Apart from hot pancakes for lunch, the day held no particular meaning for me.
It was a next-day Wednesday some year, perhaps even the same year, when I noticed my next-door neighbour had a smudge of something on his forehead after school. “Hey Mike, you’ve got some dirt on your forehead. You’ll want to wash it off before your mom sees it,” or words to that effect, opened for me a whole different understanding of why once each year we had pancakes for Tuesday lunch instead of Saturday breakfast.
Shrove Tuesday, as Mike called it, was the last day before Lent. Ash Wednesday was the first day of Lent. The pancake lunch was a moveable feast, determined by the date on which Easter fell. Fill up on the good stuff on Fat Tuesday (yet another name for this special day), followed by Lent; 40 days of fasting from fatty foods and engaging in personal introspection, remembering Jesus’ 40 days in the desert. Jesus started his ministry following those 40 days, and Lent, I was told, was also a time to consider how one might do good for those in need.
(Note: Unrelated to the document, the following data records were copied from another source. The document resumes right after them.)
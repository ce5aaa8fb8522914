//! Single-pass stochastic-approximation EM.
//!
//! The estimator keeps three running sufficient statistics:
//! * `s1_1`, the running estimate of λ
//! * `s1_2`, the W×4 letter counts attributed to the motif
//! * `s2_2`, the W×4 letter counts attributed to the background
//!
//! Each observed sequence moves every statistic toward its one-sequence
//! estimate with `s ← s + step·(ds − s)`, after which the model parameters are
//! re-derived from the statistics.

use crate::encode::IndicatorMatrix;
use crate::error::{MotifError, Result};
use crate::model::{background_matrix, collapse_counts, MixtureModel};
use crate::posterior::sequence_responsibility;
use crate::types::PWM;
use tracing::{debug, info};

/// Step size used by the reference driver
pub const DEFAULT_STEP: f64 = 0.85;

/// Streaming EM estimator owning the mixture model it refines
#[derive(Debug, Clone)]
pub struct OnlineEm {
    step: f64,
    s1_1: f64,
    s1_2: PWM,
    s2_2: PWM,
    model: MixtureModel,
    observed: usize,
}

impl OnlineEm {
    /// Starts an estimator from an initial guess.
    ///
    /// # Errors
    /// * `MotifError::InvalidParameter` if `step` is outside (0, 1]
    pub fn new(initial: MixtureModel, step: f64) -> Result<Self> {
        if !(step > 0.0 && step <= 1.0) {
            return Err(MotifError::invalid_parameter(
                "step",
                step,
                "must lie in (0, 1]",
            ));
        }
        Ok(Self {
            step,
            s1_1: initial.lambda,
            s1_2: initial.motif.clone(),
            s2_2: initial.background.clone(),
            model: initial,
            observed: 0,
        })
    }

    /// Step size applied to every statistic update
    pub fn step(&self) -> f64 {
        self.step
    }

    /// Number of sequences consumed so far
    pub fn sequences_seen(&self) -> usize {
        self.observed
    }

    /// Current model parameters
    pub fn model(&self) -> &MixtureModel {
        &self.model
    }

    pub fn into_model(self) -> MixtureModel {
        self.model
    }

    /// Encodes and consumes one sequence, returning the updated model.
    pub fn observe(&mut self, sequence: &str) -> Result<&MixtureModel> {
        let indicator = IndicatorMatrix::encode(sequence, self.model.width())?;
        self.observe_indicator(&indicator)
    }

    /// Consumes one already encoded sequence, returning the updated model.
    ///
    /// # Errors
    /// * `MotifError::InvalidInput` if the indicator width differs from the model width
    pub fn observe_indicator(&mut self, indicator: &IndicatorMatrix) -> Result<&MixtureModel> {
        let width = self.model.width();
        if indicator.width() != width {
            return Err(MotifError::InvalidInput(format!(
                "indicator width {} does not match model width {}",
                indicator.width(),
                width
            )));
        }

        // E-step against the current parameters
        let z = sequence_responsibility(indicator, &self.model)?;
        let ind = indicator.to_f64();
        let ds1_2 = &ind * z;
        let ds2_2 = &ind * (1.0 - z);

        let step = self.step();
        self.s1_1 += step * (z - self.s1_1);
        self.s1_2.zip_mut_with(&ds1_2, |s, &ds| *s += step * (ds - *s));
        self.s2_2.zip_mut_with(&ds2_2, |s, &ds| *s += step * (ds - *s));

        // M-step: the motif is taken from s1_2 as is, the background is collapsed
        // to a single distribution and replicated over every position
        let background = match collapse_counts(&self.s2_2) {
            Some(distribution) => background_matrix(distribution.view(), width),
            None => self.model.background.clone(),
        };
        self.model = MixtureModel::from_parts(self.s1_1, self.s1_2.clone(), background);
        self.observed += 1;

        debug!(
            sequence = self.observed,
            responsibility = z,
            lambda = self.model.lambda,
            "online EM update"
        );
        Ok(&self.model)
    }

    /// Consumes every sequence of `sequences` in order and returns the final model.
    ///
    /// Stops at the first malformed sequence; an empty input returns the
    /// current model unchanged.
    pub fn fit<I, S>(mut self, sequences: I) -> Result<MixtureModel>
    where
        I: IntoIterator<Item = S>,
        S: AsRef<str>,
    {
        let start = self.observed;
        for (idx, sequence) in sequences.into_iter().enumerate() {
            self.observe(sequence.as_ref()).map_err(|e| {
                MotifError::invalid_sequence(idx, format!("sequence {} rejected: {}", idx, e))
            })?;
        }
        info!(
            sequences = self.observed - start,
            lambda = self.model.lambda,
            "online EM pass finished"
        );
        Ok(self.into_model())
    }
}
The “dirt” on Mike’s forehead? His priest would save the palm leaves that littered the church following Palm Sunday services the year before, then burn them on Pancake Tuesday, mix them with a little oil to make them sticky, and place the sign of the cross on the foreheads of Catholics at Mass on Ash Wednesday. Wednesday Mass at Mike’s school included an ashen cross on his forehead for the rest of the day. His mother would be looking for it when he got home.
As a young adult, my formative Christian experience took place in The Salvation Army. We observed our own form of Lent. Instead of Lent, Salvationists call it Self-Denial. We identified something we really enjoyed, then fasted from it or paid a self-determined fine for it. For 40 days I gave up sweets and put the equivalent I would have spent on cookies, candies, and desserts in an envelope to support Home Missions – helping fund Salvation Army churches and ministries in Canadian communities that were not able to support them. In addition, my Self-Denial envelope acquired 25 cents for each half-hour of television I watched.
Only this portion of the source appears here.